There’s a very good, open access article, “Beyond Bar and Line Graphs: Time for a New Data Presentation Paradigm“, making the rounds. Fig. 1 (.tiff) pretty much sums up the key point:
Fig 1. Many different datasets can lead to the same bar graph. The full data may suggest different conclusions from the summary statistics. The means and SEs for the four example datasets shown in Panels B–E are all within 0.5 units of the means and SEs shown in the bar graph (Panel A). p-values were calculated in R (version 3.0.3) using an unpaired t-test, an unpaired t-test with Welch’s correction for unequal variances, or a Wilcoxon rank sum test. In Panel B, the distribution in both groups appears symmetric. Although the data suggest a small difference between groups, there is substantial overlap between groups. In Panel C, the apparent difference between groups is driven by an outlier. Panel D suggests a possible bimodal distribution. Additional data are needed to confirm that the distribution is bimodal and to determine whether this effect is explained by a covariate. In Panel E, the smaller range of values in group two may simply be due to the fact that there are only three observations. Additional data for group two would be needed to determine whether the groups are actually different.
Mad Biologist here. Three things to note.

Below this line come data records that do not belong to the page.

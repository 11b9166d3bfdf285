pub mod csv;
pub mod flux;
pub mod gateway;
pub mod influx;
pub mod line_protocol;
pub mod memory;

pub use csv::FluxRecord;
pub use gateway::{GatewayError, TimeSeriesGateway};
pub use influx::InfluxGateway;
pub use memory::{MemoryGateway, StoredEvent};
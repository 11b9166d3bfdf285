//! Notification transports
//!
//! - Twitter API v2 with OAuth 1.0a user credentials
//! - Log-only transport for dry runs

pub mod log;
pub mod oauth;
pub mod transport;
pub mod twitter;

pub use log::LogTransport;
pub use oauth::OAuthSigner;
pub use transport::{NotificationTransport, TransportError};
pub use twitter::{TwitterClient, TwitterUser};
//! Powerwatch: mains power monitor
//!
//! Watches a power sensor's `status` readings in InfluxDB and announces every
//! change between `live` and `down`. Each announcement attempt, delivered or
//! not, is written back to a notification log in the same store; that log is
//! the only record of what was last announced.
//!
//! # Components
//!
//! - **Storage**: [`storage::TimeSeriesGateway`] with InfluxDB and in-memory backends
//! - **Detection**: [`monitor::detect`] compares observed and acknowledged state
//! - **Metrics**: outage counts over 6h/12h/24h and time since the last event
//! - **Composition**: fixed-format messages with zone-aware timestamps
//! - **Dispatch**: [`notify::NotificationTransport`] (Twitter or log-only), always recorded
//! - **Loop**: [`monitor::Monitor`] ticks on a fixed interval until cancelled
//!
//! # Example
//!
//! ```no_run
//! use std::sync::Arc;
//! use powerwatch::config::MonitorConfig;
//! use powerwatch::monitor::Monitor;
//! use powerwatch::notify::LogTransport;
//! use powerwatch::storage::MemoryGateway;
//!
//! # async fn demo() -> Result<(), Box<dyn std::error::Error>> {
//! let config = MonitorConfig::from_env()?;
//! let monitor = Monitor::new(
//!     &config,
//!     Arc::new(MemoryGateway::new()),
//!     Arc::new(LogTransport::new()),
//! );
//! let outcome = monitor.tick().await;
//! println!("{:?}", outcome);
//! # Ok(())
//! # }
//! ```

pub mod config;
pub mod data;
pub mod monitor;
pub mod notify;
pub mod storage;

// Re-export commonly used types
pub use config::{ConfigError, MonitorConfig};
pub use data::{Action, DispatchOutcome, MonitorEvent, PowerState, Transition};
pub use monitor::{detect, CycleOutcome, Monitor};
pub use storage::{GatewayError, TimeSeriesGateway};
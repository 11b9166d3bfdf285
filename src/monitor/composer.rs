//! Message bodies for power transitions
//!
//! The layout is stable: old messages stored in the notification log are
//! compared against new ones, so the wording and timestamp format stay fixed.

use chrono::{DateTime, Utc};
use chrono_tz::Tz;

use super::metrics::{OutageMetrics, OutageWindow, OUTAGE_WINDOWS};
use crate::data::Transition;
use crate::storage::flux::duration_literal;

/// RFC 1123 with the zone abbreviation, e.g. `Sun, 18 Oct 2026 14:03:05 IST`
const TIMESTAMP_FORMAT: &str = "%a, %d %b %Y %H:%M:%S %Z";

pub struct NotificationComposer {
    metrics: OutageMetrics,
    timezone: Tz,
}

impl NotificationComposer {
    pub fn new(metrics: OutageMetrics, timezone: Tz) -> Self {
        Self { metrics, timezone }
    }

    pub async fn compose(&self, transition: Transition) -> String {
        self.compose_at(transition, Utc::now()).await
    }

    /// Build the message as if detected at `now`
    pub async fn compose_at(&self, transition: Transition, now: DateTime<Utc>) -> String {
        let timestamp = format_timestamp(now, self.timezone);

        match transition {
            Transition::Up => {
                let duration = self.metrics.elapsed_since_last_event().await;
                power_up_message(&timestamp, duration.as_deref())
            }
            Transition::Down => {
                let windows = self.metrics.summarize(&OUTAGE_WINDOWS).await;
                power_down_message(&timestamp, &windows)
            }
        }
    }
}

pub fn format_timestamp(at: DateTime<Utc>, timezone: Tz) -> String {
    at.with_timezone(&timezone)
        .format(TIMESTAMP_FORMAT)
        .to_string()
}

fn power_up_message(timestamp: &str, outage_duration: Option<&str>) -> String {
    let mut content = format!(
        "Power Status: live 🟢\nDetection Timestamp: {}",
        timestamp
    );
    if let Some(duration) = outage_duration {
        content.push_str(&format!("\nOutage Duration: {}", duration));
    }
    content
}

fn power_down_message(timestamp: &str, windows: &[OutageWindow]) -> String {
    let labels: Vec<String> = windows.iter().map(|w| duration_literal(w.lookback)).collect();
    let counts: Vec<String> = windows.iter().map(|w| w.count.to_string()).collect();

    format!(
        "Power Status: down 🔴\nDetection Timestamp: {}\nOutages in last {}: {}",
        timestamp,
        labels.join(","),
        counts.join(",")
    )
}
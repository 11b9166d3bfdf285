//! In-process gateway holding readings and events in memory

use std::sync::atomic::{AtomicBool, Ordering};
use std::time::Duration;

use async_trait::async_trait;
use chrono::{DateTime, Utc};
use parking_lot::RwLock;

use super::gateway::{GatewayError, TimeSeriesGateway};
use crate::data::{MonitorEvent, PowerState, Signal};

/// Event as stored, with the write time the store assigned
#[derive(Debug, Clone, PartialEq, Eq)]
pub struct StoredEvent {
    pub recorded_at: DateTime<Utc>,
    pub event: MonitorEvent,
}

/// Gateway keeping everything in memory.
///
/// Mirrors the windows the InfluxDB queries use, and can be told to fail
/// reads or writes to exercise degraded paths.
pub struct MemoryGateway {
    readings: RwLock<Vec<Signal>>,
    events: RwLock<Vec<StoredEvent>>,
    sensor_window: Duration,
    fail_reads: AtomicBool,
    fail_writes: AtomicBool,
}

impl MemoryGateway {
    pub fn new() -> Self {
        Self::with_sensor_window(Duration::from_secs(2))
    }

    pub fn with_sensor_window(sensor_window: Duration) -> Self {
        Self {
            readings: RwLock::new(Vec::new()),
            events: RwLock::new(Vec::new()),
            sensor_window,
            fail_reads: AtomicBool::new(false),
            fail_writes: AtomicBool::new(false),
        }
    }

    /// Record a sensor reading taken now
    pub fn record_reading(&self, state: PowerState) {
        self.record_reading_at(state, Utc::now());
    }

    pub fn record_reading_at(&self, state: PowerState, at: DateTime<Utc>) {
        self.readings.write().push(Signal::new(state, at));
    }

    /// Seed the notification log with an event written at `at`
    pub fn insert_event_at(&self, event: MonitorEvent, at: DateTime<Utc>) {
        self.events.write().push(StoredEvent {
            recorded_at: at,
            event,
        });
    }

    /// All stored events, oldest first
    pub fn events(&self) -> Vec<StoredEvent> {
        let mut events = self.events.read().clone();
        events.sort_by_key(|e| e.recorded_at);
        events
    }

    pub fn set_fail_reads(&self, fail: bool) {
        self.fail_reads.store(fail, Ordering::SeqCst);
    }

    pub fn set_fail_writes(&self, fail: bool) {
        self.fail_writes.store(fail, Ordering::SeqCst);
    }

    fn check_reads(&self) -> Result<(), GatewayError> {
        if self.fail_reads.load(Ordering::SeqCst) {
            return Err(GatewayError::Unavailable("reads disabled".to_string()));
        }
        Ok(())
    }

    fn newest_event_since(&self, since: DateTime<Utc>) -> Option<StoredEvent> {
        self.events
            .read()
            .iter()
            .filter(|e| e.recorded_at >= since)
            .max_by_key(|e| e.recorded_at)
            .cloned()
    }
}

impl Default for MemoryGateway {
    fn default() -> Self {
        Self::new()
    }
}

fn since(lookback: Duration) -> DateTime<Utc> {
    chrono::Duration::from_std(lookback)
        .ok()
        .and_then(|lookback| Utc::now().checked_sub_signed(lookback))
        .unwrap_or(DateTime::<Utc>::MIN_UTC)
}

#[async_trait]
impl TimeSeriesGateway for MemoryGateway {
    async fn last_sensor_state(&self) -> Result<Option<Signal>, GatewayError> {
        self.check_reads()?;
        let since = since(self.sensor_window);

        Ok(self
            .readings
            .read()
            .iter()
            .filter(|s| s.observed_at >= since)
            .max_by_key(|s| s.observed_at)
            .cloned())
    }

    async fn last_acknowledged_state(&self) -> Result<Option<Signal>, GatewayError> {
        self.check_reads()?;

        Ok(self
            .newest_event_since(since(Duration::from_secs(24 * 3600)))
            .map(|e| Signal::new(e.event.status, e.recorded_at)))
    }

    async fn count_down_events(&self, lookback: Duration) -> Result<u64, GatewayError> {
        self.check_reads()?;
        let since = since(lookback);

        let count = self
            .events
            .read()
            .iter()
            .filter(|e| e.recorded_at >= since && e.event.status == PowerState::Down)
            .count();
        Ok(count as u64)
    }

    async fn time_since_last_event(&self) -> Result<Option<Duration>, GatewayError> {
        self.check_reads()?;

        Ok(self
            .newest_event_since(DateTime::<Utc>::MIN_UTC)
            .map(|e| (Utc::now() - e.recorded_at).to_std().unwrap_or(Duration::ZERO)))
    }

    async fn append_event(&self, event: &MonitorEvent) -> Result<(), GatewayError> {
        if self.fail_writes.load(Ordering::SeqCst) {
            return Err(GatewayError::Unavailable("writes disabled".to_string()));
        }
        self.insert_event_at(event.clone(), Utc::now());
        Ok(())
    }
}
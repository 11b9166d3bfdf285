//! Flux query builders for the monitor's fixed set of questions

use std::time::Duration;

use crate::config::InfluxConfig;

/// Render a duration as a Flux duration literal (`6h`, `90m`, `2s`)
pub fn duration_literal(duration: Duration) -> String {
    let secs = duration.as_secs().max(1);
    if secs % 3600 == 0 {
        format!("{}h", secs / 3600)
    } else if secs % 60 == 0 {
        format!("{}m", secs / 60)
    } else {
        format!("{}s", secs)
    }
}

/// Quote a value as a Flux string literal
fn string_literal(value: &str) -> String {
    let mut out = String::with_capacity(value.len() + 2);
    out.push('"');
    for c in value.chars() {
        match c {
            '"' => out.push_str("\\\""),
            '\\' => out.push_str("\\\\"),
            '$' => out.push_str("\\$"),
            _ => out.push(c),
        }
    }
    out.push('"');
    out
}

/// Latest sensor `status` inside the recency window.
///
/// The window tolerates a little skew between the sensor writing and us reading.
pub fn last_sensor_state(config: &InfluxConfig) -> String {
    format!(
        r#"from(bucket: {bucket})
  |> range(start: -{window}, stop: now())
  |> filter(fn: (r) => r["_measurement"] == {measurement})
  |> filter(fn: (r) => r["_field"] == "status")
  |> group()
  |> last()"#,
        bucket = string_literal(&config.bucket_power),
        window = duration_literal(config.sensor_window),
        measurement = string_literal(&config.sensor_measurement),
    )
}

/// Latest notified `status` within the last day
pub fn last_acknowledged_state(config: &InfluxConfig) -> String {
    format!(
        r#"from(bucket: {bucket})
  |> range(start: -1d)
  |> filter(fn: (r) => r["_measurement"] == {measurement})
  |> filter(fn: (r) => r["_field"] == "status")
  |> filter(fn: (r) => r[{tag_key}] == {tag_value})
  |> group()
  |> last()"#,
        bucket = string_literal(&config.bucket_events),
        measurement = string_literal(&config.event_measurement),
        tag_key = string_literal(&config.event_tag.0),
        tag_value = string_literal(&config.event_tag.1),
    )
}

/// Number of `down` events inside the lookback
pub fn count_down_events(config: &InfluxConfig, lookback: Duration) -> String {
    format!(
        r#"from(bucket: {bucket})
  |> range(start: -{lookback})
  |> filter(fn: (r) => r["_measurement"] == {measurement})
  |> filter(fn: (r) => r["_field"] == "status")
  |> filter(fn: (r) => r[{tag_key}] == {tag_value})
  |> filter(fn: (r) => r["_value"] == "down")
  |> group()
  |> count()
  |> yield(name: "count")"#,
        bucket = string_literal(&config.bucket_events),
        lookback = duration_literal(lookback),
        measurement = string_literal(&config.event_measurement),
        tag_key = string_literal(&config.event_tag.0),
        tag_value = string_literal(&config.event_tag.1),
    )
}

/// Timestamp of the newest event of any status
pub fn last_event_time(config: &InfluxConfig) -> String {
    format!(
        r#"from(bucket: {bucket})
  |> range(start: 0, stop: now())
  |> filter(fn: (r) => r["_measurement"] == {measurement})
  |> filter(fn: (r) => r[{tag_key}] == {tag_value})
  |> keep(columns: ["_time"])
  |> group()
  |> sort(columns: ["_time"], desc: true)
  |> limit(n: 1)"#,
        bucket = string_literal(&config.bucket_events),
        measurement = string_literal(&config.event_measurement),
        tag_key = string_literal(&config.event_tag.0),
        tag_value = string_literal(&config.event_tag.1),
    )
}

First, the method used to determine significance can fundamentally change whether or not the result is ‘reportable’ (i.e., p < 0.05). Second, by using a bar graph, we potential miss some interesting biology, as shown by panel D; there, it's quite possible the pattern is affected by an underlying variable (which is why there are two distinct clusters for each column).
But a third point is, to me, critical: when you present the number of observations in the figure, you are much more credulous about the true, biological significance of the result. I believe scientists would be less likely to make public claims about the strength of their work if the actual strength of many papers–the sample size and distribution of the data–were easy to access. As importantly, science communicators, especially journalists, would find it easier to determine if the claims of the paper–or the university press release–were backed by a lot of data.
It’s worth noting that the above figure is a hypothetical example. You might be asking if sample sizes like those shown in the graph are representative or straw men. Well, in a supplemental figure (boo! hiss!), the authors describe what they found in looking at three months worth of tables in the top quarter of physiology journals. In three-quarters of all papers, the maximum sample size–the largest group of points in a single column in the above figure–was fifteen; half of all papers had ten or fewer data points. In three-quarters of all papers, the minimum sample size–the fewest group of points in a single column in the above figure–was six; half of all papers had four or fewer data points.
In fairness, many experiments are expensive, and many labs aren’t set up to do high throughput science, especially on a typical R01 budget, so I don’t think there’s ill intent. But these realities should emphasize the importance of providing truly informative figures.
Cited article: Weissgerber TL, Milic NM, Winham SJ, Garovic VD. Beyond Bar and Line Graphs: Time for a New Data Presentation Paradigm. PLoS Biol. 2015 Apr 22;13(4):e1002128. doi: 10.1371/journal.pbio.1002128.